Andrea, M & B Products: When creating your succession plan, it’s important that the key players can fulfill their roles and not just hold a title. The three of us had to start at the bottom and work our way up, but we know our roles so well.
Q: When creating your plan, what challenges did you face?
Randy: So far, I have dealt with guilt about not working 10-12 hours a day. It’s an adjustment.
Ty, Agri-Starts: My dad and I have different skillsets that complement each other, and with him working less, I’ve had to compensate in the areas for which I didn’t have an affinity.
Dale: Accounting for my role – which has changed – in the plan. I used to run this entire operation, but now I advise Leon, Daniel and Andrea. Challenge also comes with trying to communicate what I know at my age, to someone much younger. Patience remains a challenge. I didn’t have a huge, master plan but instead threw my kids in the mix to see how they would adjust and grow.
Q: What would you tell someone with the succession planning process on the horizon?
Randy: Consult an estate planner, attorney, or someone who is well versed in the rules and laws. Keeping an open channel of communication between you and your successor is also important.
Dale: Make sure your successors understand your company. There’s solace in knowing my successors have passion for the company because I didn’t allow them to work here when they were young.
Andrea: Understand where everyone’s strengths lie.
Daniel, M & B Products: Be patient when learning the company.
Q: Additional tips/lessons learned:
Randy: The culture of the company needs to be understood by the successor. Ty is more cerebral, and I prefer a tactile way of working. I coached Ty’s soccer team for about a decade, and we developed a bond and understanding because of the time we spent together. There’s a mutual respect for skills I posses and he doesn’t, and vice versa.
Dale: Always be prepared. A few years ago, I got prostate cancer. I’m fine now, but it really opened my eyes to the reality and necessity of a succession plan.
Daniel: Approach the creation of the plan pragmatically, because not doing so changes the logic, how the family thinks and ultimately complicates the entire situation. Separate business from family.
From the successors:
Q: Playing a secondary role of an outside observer, what lessons did you learn from creating this plan?

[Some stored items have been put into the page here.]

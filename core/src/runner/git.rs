use super::{CommandRunner, CommandSpec, run_steps};
use crate::error::Result;
use std::path::Path;

pub const DEFAULT_COMMIT_MESSAGE: &str = "initial commit";

pub fn init_steps(message: &str) -> Vec<CommandSpec> {
    vec![
        CommandSpec::new("git").arg("init"),
        CommandSpec::new("git").args(["add", "-A"]),
        // Fails when no committer identity is configured, before commit does.
        CommandSpec::new("git").args(["config", "user.email"]),
        CommandSpec::new("git").args(["commit", "-m", message]),
    ]
}

pub async fn create_git(runner: &dyn CommandRunner, dir: &Path, message: &str) -> Result<()> {
    run_steps(runner, dir, &init_steps(message)).await?;
    tracing::info!(path = %dir.display(), "Repository initialized");
    Ok(())
}

#[cfg(test)]
mod tests {
    use super::*;
    use crate::error::ScaffoldError;
    use crate::runner::tests::RecordingRunner;

    #[tokio::test]
    async fn runs_four_commands_in_order() {
        let runner = RecordingRunner::default();

        create_git(&runner, Path::new("app"), "initial commit")
            .await
            .unwrap();

        assert_eq!(
            runner.calls(),
            vec![
                "git init",
                "git add -A",
                "git config user.email",
                r#"git commit -m "initial commit""#,
            ]
        );
    }

    #[tokio::test]
    async fn identity_failure_skips_commit() {
        let runner = RecordingRunner::failing_on("git config");

        let err = create_git(&runner, Path::new("app"), "first")
            .await
            .unwrap_err();

        assert!(matches!(err, ScaffoldError::CommandFailed { .. }));
        assert_eq!(err.command(), Some("git config user.email"));
        assert_eq!(runner.calls().len(), 3);
        assert!(!runner.calls().iter().any(|c| c.starts_with("git commit")));
    }

    #[tokio::test]
    async fn init_failure_stops_immediately() {
        let runner = RecordingRunner::failing_on("git init");

        let err = create_git(&runner, Path::new("app"), "first")
            .await
            .unwrap_err();

        assert_eq!(err.command(), Some("git init"));
        assert_eq!(runner.calls(), vec!["git init"]);
    }
}
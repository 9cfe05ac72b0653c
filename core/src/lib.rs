pub mod config;
pub mod disk;
pub mod error;
pub mod runner;
pub mod scaffold;
pub mod templates;

pub use config::Config;
pub use error::{Result, ScaffoldError};
pub use runner::{CommandRunner, CommandSpec, SystemRunner};
pub use scaffold::{ScaffoldPlan, Stage};
pub mod preflight;
pub mod writer;

pub use preflight::prepare_target;
pub use writer::{ensure_dir, write_file};
use anyhow::Result;
use clap::{Parser, Subcommand};
use tracing_subscriber::EnvFilter;
mod new;
mod settings;

#[derive(Parser)]
#[command(name = "webseed")]
#[command(about = "webseed - scaffold a small browser app in one command", long_about = None)]
struct Cli {
    /// Show debug logs on stderr
    #[arg(short, long, global = true)]
    verbose: bool,

    #[command(subcommand)]
    command: Commands,
}

#[derive(Subcommand)]
enum Commands {
    /// Create a new project in an empty or missing directory
    New(new::NewArgs),
    /// Show the effective configuration
    Config {
        /// Write the default configuration if none exists yet
        #[arg(long)]
        init: bool,
    },
}

fn init_tracing(verbose: bool) {
    let default_filter = if verbose {
        "webseed=debug,webseed_core=debug"
    } else {
        "warn"
    };

    tracing_subscriber::fmt()
        .with_env_filter(
            EnvFilter::try_from_default_env().unwrap_or_else(|_| EnvFilter::new(default_filter)),
        )
        .with_writer(std::io::stderr)
        .with_target(false)
        .init();
}

#[tokio::main]
async fn main() -> Result<()> {
    let cli = Cli::parse();
    init_tracing(cli.verbose);

    match cli.command {
        Commands::New(args) => new::run_new(args).await,
        Commands::Config { init } => settings::handle_command(init),
    }
}

#[cfg(test)]
mod tests {
    use super::*;
    use clap::CommandFactory;

    #[test]
    fn cli_definition_is_consistent() {
        Cli::command().debug_assert();
    }

    #[test]
    fn parses_new_with_flags() {
        let cli = Cli::parse_from([
            "webseed",
            "new",
            "my-app",
            "--description",
            "Hello",
            "--no-git",
            "-v",
        ]);

        assert!(cli.verbose);
        match cli.command {
            Commands::New(args) => {
                assert_eq!(args.dir, std::path::PathBuf::from("my-app"));
                assert_eq!(args.description.as_deref(), Some("Hello"));
                assert!(args.no_git);
                assert!(!args.no_install);
            }
            Commands::Config { .. } => panic!("expected new"),
        }
    }
}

Ty: We’ve met with corporate attorneys and everything is on paper, but every year the plan changes. So don’t set it and forget it. Constantly revisit the plan and make sure everything is up to date.
Q: When the time comes for you to build a succession plan, what will you keep in mind?
Ty: Our plan makes sense on paper, and we’ll see how reality aligns in the future and adjust accordingly. This is the first transfer and generational change we’ve had in our family, so it’s my chance to learn.
Leon, M & B Products: It’s hard to anticipate growth. I would love to double herd size, but it’s so hard to plan for that.
Daniel: Grow at a nice and healthy place to ensure a successful future succession plan.
Creating an effective succession plan for your business or farm reaches far beyond a simple checklist. Successors have to be identified, conversations need to happen, a channel of communication should be open between the business owner and their beneficiary.
As Ty Strode said, do not “set it and forget it.” Revisit and update the plan as the business evolves.
A succession plan may look different from one farm family to another, but it is important to have a plan. Farm Credit recommends consulting an attorney as your first step to securing your business for the future.